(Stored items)
────────

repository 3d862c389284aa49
use tokio::net::TcpListener;

#[tokio::main]
async fn main() -> Result<(), std::io::Error> {
    let port = std::env::var("PORT").unwrap_or_else(|_| "3000".to_string());
    let addr = format!("127.0.0.1:{port}");
    let listener = TcpListener::bind(&addr).await?;
    println!("listening on {addr}");
    mock_server::run(listener).await
}
//! Remote API adapter for the upstream joke service.
//!
//! # Design
//! `JokeApi` is the single seam between this library and the network: four
//! GET operations returning wire records. Everything above the trait is
//! offline-testable against a substitute implementation. `HttpJokeApi` is
//! the one real implementation, built on a shared `reqwest::Client`; it
//! interprets status codes (404 becomes `NotFound`, other non-2xx becomes
//! `Status`) and leaves query-parameter encoding to reqwest.

use async_trait::async_trait;
use log::debug;
use serde::de::DeserializeOwned;

use crate::dto::{JokeDto, SearchResponseDto};
use crate::error::Error;

/// Production endpoint of the upstream API.
pub const DEFAULT_BASE_URL: &str = "https://api.chucknorris.io/jokes";

/// Remote operations offered by the upstream joke API.
///
/// One HTTP GET per call, no retries, transport-default timeouts.
/// `category` and `query` are passed through verbatim as query parameters.
#[async_trait]
pub trait JokeApi: Send + Sync {
    async fn random_joke(&self) -> Result<JokeDto, Error>;
    async fn random_joke_by_category(&self, category: &str) -> Result<JokeDto, Error>;
    async fn categories(&self) -> Result<Vec<String>, Error>;
    async fn search(&self, query: &str) -> Result<SearchResponseDto, Error>;
}

/// `JokeApi` implementation performing real HTTP round-trips.
#[derive(Debug, Clone)]
pub struct HttpJokeApi {
    http: reqwest::Client,
    base_url: String,
}

impl HttpJokeApi {
    pub fn new(http: reqwest::Client, base_url: &str) -> Self {
        Self {
            http,
            base_url: base_url.trim_end_matches('/').to_string(),
        }
    }

    async fn get_json<T: DeserializeOwned>(
        &self,
        path: &str,
        query: &[(&str, &str)],
    ) -> Result<T, Error> {
        let url = format!("{}/{path}", self.base_url);
        debug!("GET {url} {query:?}");
        let response = self.http.get(&url).query(query).send().await?;
        let status = response.status();
        if status == reqwest::StatusCode::NOT_FOUND {
            return Err(Error::NotFound);
        }
        if !status.is_success() {
            let body = response.text().await.unwrap_or_default();
            return Err(Error::Status {
                status: status.as_u16(),
                body,
            });
        }
        Ok(response.json().await?)
    }
}

#[async_trait]
impl JokeApi for HttpJokeApi {
    async fn random_joke(&self) -> Result<JokeDto, Error> {
        self.get_json("random", &[]).await
    }

    async fn random_joke_by_category(&self, category: &str) -> Result<JokeDto, Error> {
        self.get_json("random", &[("category", category)]).await
    }

    async fn categories(&self) -> Result<Vec<String>, Error> {
        self.get_json("categories", &[]).await
    }

    async fn search(&self, query: &str) -> Result<SearchResponseDto, Error> {
        self.get_json("search", &[("query", query)]).await
    }
}
// Comparison pipeline: read both documents, tokenize, index, score, write.
//
// Everything fallible lives here or above. The text and scoring modules
// never fail on any string input.

use std::fs;
use std::path::{Path, PathBuf};

use anyhow::{Context, Result};
use serde::Serialize;
use tracing::{debug, info};

use crate::config::Config;
use crate::output;
use crate::scoring::index::build_index;
use crate::scoring::similarity::SimilarityReport;
use crate::text::segmenter::JiebaSegmenter;
use crate::text::stopwords::StopwordSet;
use crate::text::tokenizer::Tokenizer;

/// Result of comparing one candidate against one original.
#[derive(Debug, Clone, Serialize)]
pub struct Comparison {
    /// Content words in the original
    pub original_tokens: u64,
    /// Distinct content words in the original
    pub original_vocabulary: usize,
    #[serde(flatten)]
    pub report: SimilarityReport,
}

/// The three paths a run operates on.
#[derive(Debug, Clone)]
pub struct RunPaths {
    pub original: PathBuf,
    pub candidate: PathBuf,
    pub output: PathBuf,
}

/// Build the tokenizer described by `config`.
pub fn build_tokenizer(config: &Config) -> Result<Tokenizer> {
    let mut segmenter = JiebaSegmenter::new();
    if let Some(path) = &config.user_dict {
        segmenter.load_user_dict(path)?;
    }

    let mut stopwords = StopwordSet::new();
    for &language in &config.stopword_languages {
        stopwords = stopwords.with_language(language);
    }
    if let Some(path) = &config.stopwords_file {
        stopwords = stopwords.with_file(path)?;
    }
    debug!(stopwords = stopwords.len(), "Tokenizer ready");

    Ok(Tokenizer::new(Box::new(segmenter), stopwords))
}

/// Tokenize both texts and score the candidate against the original.
pub fn compare_texts(tokenizer: &Tokenizer, original: &str, candidate: &str) -> Comparison {
    let original_words = tokenizer.tokenize(original);
    let index = build_index(&original_words);
    let candidate_words = tokenizer.tokenize(candidate);

    debug!(
        original_tokens = index.total,
        vocabulary = index.words.len(),
        candidate_tokens = candidate_words.len(),
        "Tokenized documents"
    );

    let report = index.score(&candidate_words);
    Comparison {
        original_tokens: index.total,
        original_vocabulary: index.words.len(),
        report,
    }
}

/// Read a file as UTF-8, dropping any malformed byte sequences.
pub fn read_text_lossy(path: &Path) -> Result<String> {
    let bytes =
        fs::read(path).with_context(|| format!("Failed to read {}", path.display()))?;
    let text = match String::from_utf8(bytes) {
        Ok(text) => text,
        Err(e) => {
            debug!(path = %path.display(), "Dropping invalid UTF-8 sequences");
            String::from_utf8_lossy(e.as_bytes()).replace(char::REPLACEMENT_CHARACTER, "")
        }
    };
    Ok(text)
}

/// Run one comparison end to end and write the formatted score.
///
/// Both inputs are read before anything is written, so a missing input never
/// leaves an output file behind.
pub fn run(tokenizer: &Tokenizer, paths: &RunPaths) -> Result<Comparison> {
    let original = read_text_lossy(&paths.original)?;
    let candidate = read_text_lossy(&paths.candidate)?;

    let comparison = compare_texts(tokenizer, &original, &candidate);
    output::write_score(&paths.output, comparison.report.score)?;

    info!(
        score = comparison.report.score,
        output = %paths.output.display(),
        "Wrote similarity score"
    );
    Ok(comparison)
}

#[cfg(test)]
mod tests {
    use super::*;

    #[test]
    fn test_read_text_lossy_drops_invalid_bytes() {
        let path = std::env::temp_dir().join(format!("textsim-lossy-{}.txt", std::process::id()));
        let mut bytes = "今天".as_bytes().to_vec();
        bytes.extend_from_slice(&[0xFF, 0xFE]);
        bytes.extend_from_slice("电影".as_bytes());
        fs::write(&path, &bytes).unwrap();

        let text = read_text_lossy(&path).unwrap();
        let _ = fs::remove_file(&path);
        assert_eq!(text, "今天电影");
    }

    #[test]
    fn test_read_missing_file_fails() {
        let result = read_text_lossy(Path::new("/nonexistent/textsim/original.txt"));
        assert!(result.is_err());
    }

    #[test]
    fn test_run_writes_score_from_config_tokenizer() {
        let dir = std::env::temp_dir();
        let id = std::process::id();
        let paths = RunPaths {
            original: dir.join(format!("textsim-run-orig-{id}.txt")),
            candidate: dir.join(format!("textsim-run-cand-{id}.txt")),
            output: dir.join(format!("textsim-run-out-{id}.txt")),
        };
        fs::write(&paths.original, "今天天气晴朗，晚上去看电影").unwrap();
        fs::write(&paths.candidate, "晚上去看电影，今天天气晴朗").unwrap();

        let tokenizer = build_tokenizer(&Config::default()).unwrap();
        let comparison = run(&tokenizer, &paths).unwrap();
        let written = fs::read_to_string(&paths.output).unwrap();
        for path in [&paths.original, &paths.candidate, &paths.output] {
            let _ = fs::remove_file(path);
        }

        assert!(comparison.original_tokens > 0);
        assert_eq!(written, output::format_score(comparison.report.score));
    }

    #[test]
    fn test_compare_texts_empty_candidate() {
        let tokenizer = Tokenizer::default();
        let comparison = compare_texts(&tokenizer, "今天天气晴朗", "");
        assert_eq!(comparison.report.score, 0.0);
        assert_eq!(comparison.report.candidate_len, 0);
    }
}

────────

#### [Work item]
Your response should contain each line of the entries above that holds the string "PathBuf".

#### [The answer]
use std::path::{Path, PathBuf};
    pub original: PathBuf,
    pub candidate: PathBuf,
    pub output: PathBuf,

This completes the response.